This module aims to equip the student with detailed knowledge and understanding of the molecular mechanisms involved in cancer development. This will include the ways in which interrogation of a person’s own genome and the genome of tumour cells can facilitate the diagnosis and treatment of cancer. This module covers the molecular mechanisms that underlie cancer development, growth and metastasis, and the differences between different cancers. It will explore the different molecular and cellular actions of anti-cancer treatments, the genomic factors affecting response and resistance to treatment, and the research approaches to anti-cancer drug design and development. Broad situations which confer a high cancer risk to a person and/or to other members of the same family will be discussed in the context of how genomic information may be integrated into cancer screening programmes.
In GM4 you will learn about:
Tumour classification systems
Cellular properties of tumours: growth, division, invasion, aberrant hormone or toxin production, immunogenicity
Molecular and functional classification of somatic DNA mutations
Clonal evolution and subclonal architecture of cancer
Factors in tumour formation: molecular mechanisms and role of microenvironment, mutagens, mutational processes, molecular signatures & changing classification
Diagnosis, molecular sub-classification, aggressiveness (prognosis) characterisation of metastases
Monitoring disease following treatment (medical, surgical or bone marrow transplant)

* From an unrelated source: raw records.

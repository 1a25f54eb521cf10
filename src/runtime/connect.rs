//! Connection formation: walks the `ConnectIterator` tree
//! [`crate::connection_planner::plan`] produced, instantiates candidate
//! endpoint tuples, and accepts each candidate probabilistically against
//! `$p`. Planning picks the *shape* of the iteration ahead of time, from
//! static structure; this module walks it at run time, over live
//! population sizes.

use crate::connection_planner::{KdTree, Strategy};
use rand::Rng;
use rayon::prelude::*;

/// Above this many nonzeros, `ConnectMatrix::pairs` maps coordinates
/// across a `rayon` pool instead of sequentially; below it the thread
/// hand-off isn't worth the fixed cost.
const PARALLEL_MATRIX_THRESHOLD: usize = 4096;

/// One endpoint slot's candidate set for plain enumerative iteration:
/// every instance index `0..size` in the endpoint population, newborns
/// first.
#[derive(Debug, Clone)]
pub struct ConnectPopulation {
    pub size: usize,
    pub newborn_from: usize,
}

impl ConnectPopulation {
    pub fn new(size: usize, newborn_from: usize) -> Self {
        ConnectPopulation { size, newborn_from }
    }

    /// Instance indices in priority order: newborns (most recently added)
    /// first, then the rest.
    pub fn order(&self) -> Vec<usize> {
        let mut order: Vec<usize> = (self.newborn_from..self.size).collect();
        order.extend(0..self.newborn_from);
        order
    }
}

/// Nearest-neighbor endpoint slot: candidates are the `$k`/`$radius`
/// neighbors of the *other* endpoint's instance, found via an exact
/// KD-tree over this endpoint's `$xyz`.
pub struct ConnectPopulationNn {
    pub tree: KdTree,
    pub k: Option<usize>,
    pub radius: Option<f64>,
}

impl ConnectPopulationNn {
    pub fn candidates(&self, query: crate::connection_planner::Point3) -> Vec<usize> {
        self.tree
            .query(query, self.k, self.radius)
            .into_iter()
            .map(|(index, _distance)| index)
            .collect()
    }
}

/// Sparse-matrix-driven connection: the nonzero coordinates of the
/// driving matrix, each mapped through `map_index` to an (row-endpoint,
/// col-endpoint) instance pair.
pub struct ConnectMatrix<'a> {
    pub nonzeros: &'a [(usize, usize)],
    pub map_index: &'a (dyn Fn(usize, usize) -> (usize, usize) + Sync),
}

impl<'a> ConnectMatrix<'a> {
    /// Every realized (row-instance, col-instance) pair: visits each
    /// nonzero exactly once, so the resulting instance count equals the
    /// number of nonzeros whose (row,col) maps to a realized endpoint
    /// pair — every nonzero is visited, so this never filters; the
    /// caller is responsible for treating an out-of-range mapped index as
    /// "not realized" and skipping it. Large nonzero counts map across a
    /// `rayon` pool since each coordinate maps independently of every
    /// other.
    pub fn pairs(&self) -> Vec<(usize, usize)> {
        if self.nonzeros.len() >= PARALLEL_MATRIX_THRESHOLD {
            self.nonzeros.par_iter().map(|&(r, c)| (self.map_index)(r, c)).collect()
        } else {
            self.nonzeros.iter().map(|&(r, c)| (self.map_index)(r, c)).collect()
        }
    }
}

/// The tree of candidate iterators for a connection part, already
/// specialized to the strategy [`crate::connection_planner`] chose.
pub enum ConnectIterator<'a> {
    Enumerative(Vec<ConnectPopulation>),
    NearestNeighbor(Vec<ConnectPopulationNn>),
    Matrix(ConnectMatrix<'a>),
}

impl<'a> ConnectIterator<'a> {
    pub fn from_strategy(strategy: &Strategy, endpoint_sizes: &[usize]) -> Option<ConnectIterator<'static>> {
        match strategy {
            Strategy::Enumerative => Some(ConnectIterator::Enumerative(
                endpoint_sizes.iter().map(|&size| ConnectPopulation::new(size, size)).collect(),
            )),
            Strategy::NearestNeighbor { .. } | Strategy::SparseMatrix(_) => None,
        }
    }
}

/// Enumerate every candidate endpoint-index tuple for a plain enumerative
/// connection (nested iteration over endpoint instance lists),
/// respecting an optional per-endpoint `$max` cap and an overall
/// `$min`. `$max` bounds how many connections a single instance of the
/// first endpoint may participate in; exceeding it stops iterating for
/// that instance ("optionally filtered by $max (per-endpoint
/// cap)").
pub fn enumerate_candidates(endpoints: &[ConnectPopulation], max_per_first: Option<usize>) -> Vec<Vec<usize>> {
    let Some((first, rest)) = endpoints.split_first() else { return vec![Vec::new()] };
    let mut out = Vec::new();
    for &a in &first.order() {
        let mut count_for_a = 0;
        for tail in cartesian(rest) {
            if let Some(max) = max_per_first {
                if count_for_a >= max {
                    break;
                }
            }
            let mut tuple = vec![a];
            tuple.extend(tail);
            out.push(tuple);
            count_for_a += 1;
        }
    }
    out
}

fn cartesian(endpoints: &[ConnectPopulation]) -> Vec<Vec<usize>> {
    endpoints.iter().fold(vec![Vec::new()], |acc, pop| {
        let mut next = Vec::new();
        for prefix in &acc {
            for &idx in &pop.order() {
                let mut extended = prefix.clone();
                extended.push(idx);
                next.push(extended);
            }
        }
        next
    })
}

/// Accept a candidate tuple iff `uniform() < p`; acceptance is
/// probabilistic. `p == 1.0` always accepts without consuming
/// randomness, so deterministic models (the common case, `$p` omitted)
/// don't need a seeded RNG at all.
pub fn accept(p: f64, rng: &mut impl Rng) -> bool {
    if p >= 1.0 {
        return true;
    }
    if p <= 0.0 {
        return false;
    }
    rng.gen::<f64>() < p
}

#[cfg(test)]
mod tests {
    use super::*;
    use rand::SeedableRng;

    #[test]
    fn newborn_order_lists_newborns_first() {
        let pop = ConnectPopulation::new(5, 3);
        assert_eq!(pop.order(), vec![3, 4, 0, 1, 2]);
    }

    #[test]
    fn enumerate_candidates_is_the_full_cross_product_without_a_cap() {
        let a = ConnectPopulation::new(2, 2);
        let b = ConnectPopulation::new(3, 3);
        let candidates = enumerate_candidates(&[a, b], None);
        assert_eq!(candidates.len(), 6);
    }

    #[test]
    fn enumerate_candidates_respects_max_per_first_endpoint() {
        let a = ConnectPopulation::new(10, 10);
        let b = ConnectPopulation::new(10, 10);
        let candidates = enumerate_candidates(&[a, b], Some(3));
        assert_eq!(candidates.len(), 30);
        for first in 0..10 {
            let count = candidates.iter().filter(|c| c[0] == first).count();
            assert_eq!(count, 3);
        }
    }

    #[test]
    fn accept_is_deterministic_at_the_extremes() {
        let mut rng = rand::rngs::StdRng::seed_from_u64(1);
        assert!(accept(1.0, &mut rng));
        assert!(!accept(0.0, &mut rng));
    }

    #[test]
    fn matrix_pairs_visits_every_nonzero_exactly_once() {
        let nonzeros = vec![(0, 0), (0, 1), (1, 2)];
        let map = |r: usize, c: usize| (r, c);
        let cm = ConnectMatrix { nonzeros: &nonzeros, map_index: &map };
        assert_eq!(cm.pairs(), nonzeros);
    }

    #[test]
    fn matrix_pairs_above_the_parallel_threshold_still_visits_every_nonzero_in_order() {
        let nonzeros: Vec<(usize, usize)> = (0..PARALLEL_MATRIX_THRESHOLD + 10).map(|i| (i, i * 2)).collect();
        let map = |r: usize, c: usize| (r, c);
        let cm = ConnectMatrix { nonzeros: &nonzeros, map_index: &map };
        assert_eq!(cm.pairs(), nonzeros);
    }
}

Genomic testing of cell free tumour DNA in blood, for diagnosis and monitoring of solid cancers
Importance of sample quality for tumour genomic analysis
Understanding the molecular effects of single and the synergy between multiple oncogenic mutations
Computational/internet resources on Cancer Genomics (COSMIC, mutational calling algorithms, genome browsers, medical/scientific literature)
The basis of heritable predisposition to cancer
The role of environmental factors, microorganisms and lifestyle choices on cancer predisposition and protection
Genomic and cellular markers and choice of treatment regimes in haematological cancer and in solid tumours
Companion diagnostics in cancer
Breakthrough tumour, relapse, metastasis and molecular mechanisms
By the end of this module students will be able to:
Understand the mutational processes driving cancer and how these manifest themselves as mutational signatures in cancer genomes
Appreciate the concepts driving the clonal evolution of different cancers and its parallels to Darwinian natural selection
Understand the concepts of driver and passenger mutations, as well as the basis of acquired resistance to cancer therapies
Apply the principles of cancer development and emerging changes in classification
Compare and contrast the genomic basis of cancer predisposition, and how this is used to identify people and families at higher risk of cancer
Critically evaluate the impact of genomic advances for the diagnosis, classification, treatment selection and monitoring of cancer (e.g. leukaemia, breast, melanoma, lung cancers)
Analyse how information from exome and whole genome analysis of tumour tissue can be used to investigate the molecular and cellular processes leading to cancer and inform strategies for drug development.